Big Data, Data Lakes, and Hadoop

As long as I am unemployed I decided I may as well make a bit of use of the time and learn some new things. The first topic area I decided to update myself on was 'big data' and data lakes. I knew what data warehouses were. I have even designed and populated a data warehouse; albeit many years ago. But I wasn't too sure what a data lake was or how data lakes related to big data.

A data warehouse is a schema-defined relation database, and holds data for analysis and reporting purposes. The data contained in a data warehouse is structured data meaning it is basically row and column data. Data is written to the data warehouse by one or more programs that obtain the data from the source systems, massage it to comply with the schema of the data warehouse, and then write it into the data warehouse database. Various reporting programs then get the required data from the warehouse and present it (report it) as required.

Data warehouses can be large but they are constrained by the storage and performance restrictions of relational databases. Terabyte data warehouses are rare.
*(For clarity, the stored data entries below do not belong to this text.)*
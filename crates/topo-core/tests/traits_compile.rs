use nalgebra::DMatrix;
use topo_core::{
    Bounds, Lbfgs, LbfgsConfig, LocalMinimizer, Minimization, MinimumId, Potential,
    TransitionStateId,
};

struct Tilted {
    bounds: Bounds,
}

impl Potential for Tilted {
    fn bounds(&self) -> &Bounds {
        &self.bounds
    }

    fn value(&self, x: &[f64]) -> f64 {
        x[0]
    }

    fn gradient(&self, _x: &[f64]) -> Vec<f64> {
        vec![1.0]
    }
}

struct Identity;

impl LocalMinimizer for Identity {
    fn minimize(&self, potential: &dyn Potential, start: &[f64]) -> Minimization {
        Minimization {
            point: start.to_vec(),
            value: potential.value(start),
            gradient_norm: 0.0,
            converged: true,
            iterations: 0,
        }
    }
}

fn assert_send_sync<T: Send + Sync + ?Sized>() {}

#[test]
fn traits_are_object_safe_and_thread_safe() {
    assert_send_sync::<dyn Potential>();
    assert_send_sync::<dyn LocalMinimizer>();

    let potential: Box<dyn Potential> = Box::new(Tilted {
        bounds: Bounds::new(&[(-1.0, 1.0)]).unwrap(),
    });
    let minimizers: Vec<Box<dyn LocalMinimizer>> =
        vec![Box::new(Identity), Box::new(Lbfgs::new(LbfgsConfig::default()))];

    assert_eq!(potential.name(), "potential");
    assert_eq!(potential.dimension(), 1);
    assert!(potential.hessian(&[0.0]).is_none());
    assert_eq!(potential.value_and_gradient(&[0.5]), (0.5, vec![1.0]));

    let identity = minimizers[0].minimize(potential.as_ref(), &[0.25]);
    assert_eq!(identity.point, vec![0.25]);

    // A constant slope drives the bounded minimiser onto the lower face.
    let bounded = minimizers[1].minimize(potential.as_ref(), &[0.25]);
    assert!(bounded.converged);
    assert_eq!(bounded.point, vec![-1.0]);
}

#[test]
fn identifiers_round_trip_raw_values() {
    let minimum = MinimumId::from_raw(3);
    let ts = TransitionStateId::from_raw(5);
    assert_eq!(minimum.as_raw(), 3);
    assert_eq!(minimum.index(), 3);
    assert_eq!(ts.as_raw(), 5);
    assert!(MinimumId::from_raw(1) < minimum);
    let _ = DMatrix::<f64>::identity(1, 1);
}
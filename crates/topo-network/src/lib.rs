#![deny(missing_docs)]

//! Transition network store for topograph: similarity-based deduplication of
//! stationary points, the minima/transition-state graph, persistence,
//! canonical hashing and barrier analysis.

mod analysis;
mod hash;
mod network;
mod persistence;
mod serialization;
mod similarity;

pub use analysis::NetworkSummary;
pub use hash::{canonical_hash, HASH_QUANTUM};
pub use network::{KineticTransitionNetwork, Minimum, TransitionState, TsInsertion};
pub use persistence::NETWORK_FILES;
pub use serialization::{
    network_from_bytes, network_from_json, network_to_bytes, network_to_json, NETWORK_SCHEMA,
};
pub use similarity::{SimilarityComparer, SimilarityConfig};
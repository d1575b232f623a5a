use topo_core::functions::{Camelback, DoubleWell, Quadratic, Schwefel};
use topo_core::{curvature, finite_difference_hessian, Bounds, Potential};

fn numeric_gradient(potential: &dyn Potential, x: &[f64]) -> Vec<f64> {
    let mut probe = x.to_vec();
    (0..x.len())
        .map(|i| {
            let h = 1e-6 * x[i].abs().max(1.0);
            probe[i] = x[i] + h;
            let up = potential.value(&probe);
            probe[i] = x[i] - h;
            let down = potential.value(&probe);
            probe[i] = x[i];
            (up - down) / (2.0 * h)
        })
        .collect()
}

fn check_gradient(potential: &dyn Potential, x: &[f64]) {
    let analytic = potential.gradient(x);
    let numeric = numeric_gradient(potential, x);
    for (a, n) in analytic.iter().zip(&numeric) {
        assert!((a - n).abs() < 1e-4 * n.abs().max(1.0), "{a} vs {n}");
    }
}

#[test]
fn analytic_gradients_match_finite_differences() {
    check_gradient(&Schwefel::new(3).unwrap(), &[120.0, -310.5, 42.0]);
    check_gradient(&Camelback::new(), &[0.7, -0.3]);
    check_gradient(&DoubleWell::new(3, 2.0).unwrap(), &[0.4, -0.2, 1.1]);
    let bowl = Quadratic::new(
        Bounds::uniform(2, -5.0, 5.0).unwrap(),
        vec![1.0, 2.0],
        vec![3.0, 0.5],
    )
    .unwrap();
    check_gradient(&bowl, &[-1.0, 4.0]);
}

#[test]
fn analytic_hessians_match_finite_differences() {
    let camel = Camelback::new();
    let x = [0.4, 0.9];
    let analytic = camel.hessian(&x).unwrap();
    let numeric = finite_difference_hessian(&camel, &x, 1e-5);
    for (a, n) in analytic.iter().zip(numeric.iter()) {
        assert!((a - n).abs() < 1e-4, "{a} vs {n}");
    }
}

#[test]
fn double_well_origin_has_one_negative_direction() {
    let well = DoubleWell::new(3, 1.5).unwrap();
    let spectrum = curvature(&well, &[0.0, 0.0, 0.0], 1e-5);
    assert_eq!(spectrum.negative_count(1e-8), 1);
    let (lowest, mode) = spectrum.lowest();
    assert!((lowest + 4.0).abs() < 1e-12);
    assert!((mode[0].abs() - 1.0).abs() < 1e-12);
    assert!(spectrum.eigenvalues.windows(2).all(|w| w[0] <= w[1]));
}

#[test]
fn schwefel_falls_back_to_numeric_curvature() {
    let surface = Schwefel::new(2).unwrap();
    assert!(surface.hessian(&[1.0, 1.0]).is_none());
    let x = [Schwefel::MINIMUM_COORDINATE; 2];
    let spectrum = curvature(&surface, &x, 1e-5);
    assert_eq!(spectrum.negative_count(1e-8), 0);
    assert!(surface.global_minimum_value().abs() < 1e-3);
}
Like a data warehouse, a data lake also holds data for analysis and reporting. The three big differences with data lakes compared to data warehouses are that: (a) data lakes can contain any format of data including unstructured data (e.g., log files, text files, document files); (b) data goes into the data lake in its native format (i.e., it is not massaged ingoing as data warehouse data is, nor is the format changed); and (c) data lakes span clusters and can be massive often going into the terabytes, sometimes the petabytes, and probably even exabytes.

What do you use to manage and maintain a data lake? Hadoop. Well Hadoop is the main data lake management framework—including packaged variants of Hadoop from various vendors.

Hadoop and data lakes are about storing and analysing 'big data'.

Who has 'big data' and what is it used for? That would be the topic for a different posting.

It is pretty unlikely I will ever be working on a 'big data' project but it is still an interesting topic to look into.